WORK ITEM: Scan the data below and give the number of lines that include the word "ratchet", with no other words.

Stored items

=== Begin Enclosure ===

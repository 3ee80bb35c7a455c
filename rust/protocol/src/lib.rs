//
// Copyright 2020-2021 Signal Messenger, LLC.
// SPDX-License-Identifier: AGPL-3.0-only
//

//! Double-ratchet sessions for 1:1 conversations and sender keys for groups, over Curve25519.

#![warn(clippy::unwrap_used)]
#![deny(unsafe_code)]

mod address;
pub mod consts;
mod crypto;
mod curve;
pub mod error;
mod group_cipher;
mod identity_key;
pub mod proto;
mod protocol;
mod ratchet;
mod sender_keys;
mod session;
mod session_cipher;
mod state;
mod storage;

use error::Result;

pub use {
    address::{ProtocolAddress, SenderKeyName},
    curve::{KeyPair, KeyType, PrivateKey, PublicKey},
    error::SignalProtocolError,
    group_cipher::{GroupCipher, GroupSessionBuilder},
    identity_key::{IdentityKey, IdentityKeyPair},
    protocol::{
        CiphertextMessage, CiphertextMessageType, PreKeySignalMessage,
        SenderKeyDistributionMessage, SenderKeyMessage, SignalMessage,
        CIPHERTEXT_MESSAGE_CURRENT_VERSION,
    },
    ratchet::{
        initialize_alice_session, initialize_bob_session, InitiatorKeys, MessageKeys,
        ResponderKeys,
    },
    sender_keys::SenderKeyRecord,
    session::SessionBuilder,
    session_cipher::SessionCipher,
    state::{
        PendingKeyExchange, PreKeyBundle, PreKeyId, PreKeyRecord, SessionRecord, SessionState,
        SignedPreKeyId, SignedPreKeyRecord,
    },
    storage::{
        Direction, IdentityKeyStore, InMemIdentityKeyStore, InMemPreKeyStore, InMemRecords,
        InMemSenderKeyStore, InMemSessionStore, InMemSignalProtocolStore, InMemSignedPreKeyStore,
        PreKeyStore, ProtocolStore, SenderKeyStore, SessionStore, SignedPreKeyStore,
    },
};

=== End Enclosure ===

RESULT: 3